## Records supplied
══════════
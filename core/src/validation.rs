//! The precondition chain run before any ledger mutation.
//!
//! RULE: Expected business-rule violations are values, not errors.
//! A failed check produces a `Rejection`; `LedgerError` is reserved for
//! storage and serialization faults. Checks run in a fixed order and stop
//! at the first violation; nothing is written until all of them pass.

use crate::{
    error::LedgerResult,
    store::Db,
    types::{AgencyId, ContractId, ContractStatus, Currency, TransactionType, UserId},
};
use serde::{Deserialize, Serialize};
use std::fmt;

/// Outcome of a check chain: the validated value, or the first violation.
pub type Checked<T> = Result<T, Rejection>;

#[derive(Debug, Clone, PartialEq)]
pub enum Rejection {
    MissingField(&'static str),
    ContractNotFound(ContractId),
    ContractNotOpen {
        contract_id: ContractId,
        status: ContractStatus,
    },
    AgencyMismatch {
        contract_agency: AgencyId,
        stated_agency: AgencyId,
    },
    AgencyNotFound(AgencyId),
    AgencyInactive(AgencyId),
    UserNotFound(UserId),
    UserInactive(UserId),
    UnknownTransactionType(String),
    UnknownCurrency(String),
    InvalidEmail(String),
    DuplicateNationalId(String),
    DuplicateEmail(String),
    InsufficientBalance {
        requested: f64,
        available: f64,
    },
    DeadlineExceeded,
}

impl fmt::Display for Rejection {
    fn fmt(&self, f: &mut fmt::Formatter<'_>) -> fmt::Result {
        match self {
            Self::MissingField(field) => {
                write!(f, "Missing or empty required field: {field}")
            }
            Self::ContractNotFound(id) => write!(f, "Contract {id} not found"),
            Self::ContractNotOpen {
                contract_id,
                status,
            } => write!(
                f,
                "Contract {contract_id} is {} and no longer accepts transactions",
                status.as_str()
            ),
            Self::AgencyMismatch {
                contract_agency,
                stated_agency,
            } => write!(
                f,
                "Contract belongs to agency {contract_agency}, not agency {stated_agency}"
            ),
            Self::AgencyNotFound(id) => write!(f, "Agency {id} not found"),
            Self::AgencyInactive(id) => write!(f, "Agency {id} is inactive"),
            Self::UserNotFound(id) => write!(f, "User {id} not found"),
            Self::UserInactive(id) => write!(f, "User {id} is inactive"),
            Self::UnknownTransactionType(t) => {
                write!(f, "Unknown transaction type '{t}'")
            }
            Self::UnknownCurrency(c) => write!(f, "Unknown currency '{c}'"),
            Self::InvalidEmail(e) => write!(f, "Invalid email address '{e}'"),
            Self::DuplicateNationalId(n) => {
                write!(f, "A client with national id '{n}' already exists")
            }
            Self::DuplicateEmail(e) => {
                write!(f, "A client with email '{e}' already exists")
            }
            Self::InsufficientBalance {
                requested,
                available,
            } => write!(
                f,
                "Insufficient balance: requested {requested:.2}, available {available:.2}"
            ),
            Self::DeadlineExceeded => write!(f, "Deadline exceeded before commit"),
        }
    }
}

/// A transaction request exactly as the caller hands it over. Enum-valued
/// fields are plain strings here; turning them into typed values is check
/// 8/9's job, so an unrecognized value is a rejection, not a parse error.
#[derive(Debug, Clone, Default, Serialize, Deserialize)]
pub struct TransactionRequest {
    pub contract_id: Option<ContractId>,
    pub txn_type: String,
    pub amount: f64,
    pub agency_id: Option<AgencyId>,
    pub performed_by: Option<UserId>,
    #[serde(default)]
    pub verified_by: Option<UserId>,
    #[serde(default)]
    pub description: Option<String>,
    /// Defaults to the configured home currency when absent.
    #[serde(default)]
    pub currency: Option<String>,
}

/// A request that has passed every check, with enums parsed and the
/// contract's pre-write status captured for the activation side effect.
#[derive(Debug, Clone)]
pub struct ValidatedTransaction {
    pub contract_id: ContractId,
    pub agency_id: AgencyId,
    pub txn_type: TransactionType,
    pub amount: f64,
    pub currency: Currency,
    pub performed_by: UserId,
    pub verified_by: Option<UserId>,
    pub description: Option<String>,
    pub contract_status: ContractStatus,
}

/// Run the full chain against the given store view. Called by the recorder
/// with its write transaction's view, so every read here sees the same
/// snapshot the insert will commit against.
pub fn validate(
    db: Db<'_>,
    req: &TransactionRequest,
    default_currency: &str,
) -> LedgerResult<Checked<ValidatedTransaction>> {
    // 1. Required fields.
    let contract_id = match req.contract_id {
        Some(id) => id,
        None => return Ok(Err(Rejection::MissingField("contract_id"))),
    };
    if req.txn_type.trim().is_empty() {
        return Ok(Err(Rejection::MissingField("type")));
    }
    if req.amount <= 0.0 {
        return Ok(Err(Rejection::MissingField("amount")));
    }
    let agency_id = match req.agency_id {
        Some(id) => id,
        None => return Ok(Err(Rejection::MissingField("agency_id"))),
    };
    let performed_by = match req.performed_by {
        Some(id) => id,
        None => return Ok(Err(Rejection::MissingField("performed_by"))),
    };

    // 2. Contract exists.
    let contract = match db.contract(contract_id)? {
        Some(c) => c,
        None => return Ok(Err(Rejection::ContractNotFound(contract_id))),
    };

    // 3. Contract still accepts transactions.
    if !contract.status.accepts_transactions() {
        return Ok(Err(Rejection::ContractNotOpen {
            contract_id,
            status: contract.status,
        }));
    }

    // 4. Stated agency matches the contract's.
    if contract.agency_id != agency_id {
        return Ok(Err(Rejection::AgencyMismatch {
            contract_agency: contract.agency_id,
            stated_agency: agency_id,
        }));
    }

    // 5. Agency exists and is active.
    match db.agency(agency_id)? {
        None => return Ok(Err(Rejection::AgencyNotFound(agency_id))),
        Some(a) if !a.active => return Ok(Err(Rejection::AgencyInactive(agency_id))),
        Some(_) => {}
    }

    // 6. Performing user exists and is active.
    match db.user(performed_by)? {
        None => return Ok(Err(Rejection::UserNotFound(performed_by))),
        Some(u) if !u.active => return Ok(Err(Rejection::UserInactive(performed_by))),
        Some(_) => {}
    }

    // 7. Verifying user, when supplied.
    if let Some(verifier) = req.verified_by {
        match db.user(verifier)? {
            None => return Ok(Err(Rejection::UserNotFound(verifier))),
            Some(u) if !u.active => return Ok(Err(Rejection::UserInactive(verifier))),
            Some(_) => {}
        }
    }

    // 8. Transaction type is one of the eight recognized values.
    let txn_type = match TransactionType::parse(req.txn_type.trim()) {
        Some(t) => t,
        None => {
            return Ok(Err(Rejection::UnknownTransactionType(
                req.txn_type.trim().to_string(),
            )))
        }
    };

    // 9. Currency is recognized (home currency when unspecified).
    let currency_str = match req.currency.as_deref() {
        Some(c) if !c.trim().is_empty() => c.trim(),
        _ => default_currency,
    };
    let currency = match Currency::parse(currency_str) {
        Some(c) => c,
        None => return Ok(Err(Rejection::UnknownCurrency(currency_str.to_string()))),
    };

    Ok(Ok(ValidatedTransaction {
        contract_id,
        agency_id,
        txn_type,
        amount: req.amount,
        currency,
        performed_by,
        verified_by: req.verified_by,
        description: req.description.clone(),
        contract_status: contract.status,
    }))
}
══════════
Reproduce all the entries verbatim, leaving nothing out.

filename core/src/validation.rs
//! The precondition chain run before any ledger mutation.
//!
//! RULE: Expected business-rule violations are values, not errors.
//! A failed check produces a `Rejection`; `LedgerError` is reserved for
//! storage and serialization faults. Checks run in a fixed order and stop
//! at the first violation; nothing is written until all of them pass.

use crate::{
    error::LedgerResult,
    store::Db,
    types::{AgencyId, ContractId, ContractStatus, Currency, TransactionType, UserId},
};
use serde::{Deserialize, Serialize};
use std::fmt;

/// Outcome of a check chain: the validated value, or the first violation.
pub type Checked<T> = Result<T, Rejection>;

#[derive(Debug, Clone, PartialEq)]
pub enum Rejection {
    MissingField(&'static str),
    ContractNotFound(ContractId),
    ContractNotOpen {
        contract_id: ContractId,
        status: ContractStatus,
    },
    AgencyMismatch {
        contract_agency: AgencyId,
        stated_agency: AgencyId,
    },
    AgencyNotFound(AgencyId),
    AgencyInactive(AgencyId),
    UserNotFound(UserId),
    UserInactive(UserId),
    UnknownTransactionType(String),
    UnknownCurrency(String),
    InvalidEmail(String),
    DuplicateNationalId(String),
    DuplicateEmail(String),
    InsufficientBalance {
        requested: f64,
        available: f64,
    },
    DeadlineExceeded,
}

impl fmt::Display for Rejection {
    fn fmt(&self, f: &mut fmt::Formatter<'_>) -> fmt::Result {
        match self {
            Self::MissingField(field) => {
                write!(f, "Missing or empty required field: {field}")
            }
            Self::ContractNotFound(id) => write!(f, "Contract {id} not found"),
            Self::ContractNotOpen {
                contract_id,
                status,
            } => write!(
                f,
                "Contract {contract_id} is {} and no longer accepts transactions",
                status.as_str()
            ),
            Self::AgencyMismatch {
                contract_agency,
                stated_agency,
            } => write!(
                f,
                "Contract belongs to agency {contract_agency}, not agency {stated_agency}"
            ),
            Self::AgencyNotFound(id) => write!(f, "Agency {id} not found"),
            Self::AgencyInactive(id) => write!(f, "Agency {id} is inactive"),
            Self::UserNotFound(id) => write!(f, "User {id} not found"),
            Self::UserInactive(id) => write!(f, "User {id} is inactive"),
            Self::UnknownTransactionType(t) => {
                write!(f, "Unknown transaction type '{t}'")
            }
            Self::UnknownCurrency(c) => write!(f, "Unknown currency '{c}'"),
            Self::InvalidEmail(e) => write!(f, "Invalid email address '{e}'"),
            Self::DuplicateNationalId(n) => {
                write!(f, "A client with national id '{n}' already exists")
            }
            Self::DuplicateEmail(e) => {
                write!(f, "A client with email '{e}' already exists")
            }
            Self::InsufficientBalance {
                requested,
                available,
            } => write!(
                f,
                "Insufficient balance: requested {requested:.2}, available {available:.2}"
            ),
            Self::DeadlineExceeded => write!(f, "Deadline exceeded before commit"),
        }
    }
}

/// A transaction request exactly as the caller hands it over. Enum-valued
/// fields are plain strings here; turning them into typed values is check
/// 8/9's job, so an unrecognized value is a rejection, not a parse error.
#[derive(Debug, Clone, Default, Serialize, Deserialize)]
pub struct TransactionRequest {
    pub contract_id: Option<ContractId>,
    pub txn_type: String,
    pub amount: f64,
    pub agency_id: Option<AgencyId>,
    pub performed_by: Option<UserId>,
    #[serde(default)]
    pub verified_by: Option<UserId>,
    #[serde(default)]
    pub description: Option<String>,
    /// Defaults to the configured home currency when absent.
    #[serde(default)]
    pub currency: Option<String>,
}

/// A request that has passed every check, with enums parsed and the
/// contract's pre-write status captured for the activation side effect.
#[derive(Debug, Clone)]
pub struct ValidatedTransaction {
    pub contract_id: ContractId,
    pub agency_id: AgencyId,
    pub txn_type: TransactionType,
    pub amount: f64,
    pub currency: Currency,
    pub performed_by: UserId,
    pub verified_by: Option<UserId>,
    pub description: Option<String>,
    pub contract_status: ContractStatus,
}

/// Run the full chain against the given store view. Called by the recorder
/// with its write transaction's view, so every read here sees the same
/// snapshot the insert will commit against.
pub fn validate(
    db: Db<'_>,
    req: &TransactionRequest,
    default_currency: &str,
) -> LedgerResult<Checked<ValidatedTransaction>> {
    // 1. Required fields.
    let contract_id = match req.contract_id {
        Some(id) => id,
        None => return Ok(Err(Rejection::MissingField("contract_id"))),
    };
    if req.txn_type.trim().is_empty() {
        return Ok(Err(Rejection::MissingField("type")));
    }
    if req.amount <= 0.0 {
        return Ok(Err(Rejection::MissingField("amount")));
    }
    let agency_id = match req.agency_id {
        Some(id) => id,
        None => return Ok(Err(Rejection::MissingField("agency_id"))),
    };
    let performed_by = match req.performed_by {
        Some(id) => id,
        None => return Ok(Err(Rejection::MissingField("performed_by"))),
    };

    // 2. Contract exists.
    let contract = match db.contract(contract_id)? {
        Some(c) => c,
        None => return Ok(Err(Rejection::ContractNotFound(contract_id))),
    };

    // 3. Contract still accepts transactions.
    if !contract.status.accepts_transactions() {
        return Ok(Err(Rejection::ContractNotOpen {
            contract_id,
            status: contract.status,
        }));
    }

    // 4. Stated agency matches the contract's.
    if contract.agency_id != agency_id {
        return Ok(Err(Rejection::AgencyMismatch {
            contract_agency: contract.agency_id,
            stated_agency: agency_id,
        }));
    }

    // 5. Agency exists and is active.
    match db.agency(agency_id)? {
        None => return Ok(Err(Rejection::AgencyNotFound(agency_id))),
        Some(a) if !a.active => return Ok(Err(Rejection::AgencyInactive(agency_id))),
        Some(_) => {}
    }

    // 6. Performing user exists and is active.
    match db.user(performed_by)? {
        None => return Ok(Err(Rejection::UserNotFound(performed_by))),
        Some(u) if !u.active => return Ok(Err(Rejection::UserInactive(performed_by))),
        Some(_) => {}
    }

    // 7. Verifying user, when supplied.
    if let Some(verifier) = req.verified_by {
        match db.user(verifier)? {
            None => return Ok(Err(Rejection::UserNotFound(verifier))),
            Some(u) if !u.active => return Ok(Err(Rejection::UserInactive(verifier))),
            Some(_) => {}
        }
    }

    // 8. Transaction type is one of the eight recognized values.
    let txn_type = match TransactionType::parse(req.txn_type.trim()) {
        Some(t) => t,
        None => {
            return Ok(Err(Rejection::UnknownTransactionType(
                req.txn_type.trim().to_string(),
            )))
        }
    };

    // 9. Currency is recognized (home currency when unspecified).
    let currency_str = match req.currency.as_deref() {
        Some(c) if !c.trim().is_empty() => c.trim(),
        _ => default_currency,
    };
    let currency = match Currency::parse(currency_str) {
        Some(c) => c,
        None => return Ok(Err(Rejection::UnknownCurrency(currency_str.to_string()))),
    };

    Ok(Ok(ValidatedTransaction {
        contract_id,
        agency_id,
        txn_type,
        amount: req.amount,
        currency,
        performed_by,
        verified_by: req.verified_by,
        description: req.description.clone(),
        contract_status: contract.status,
    }))
}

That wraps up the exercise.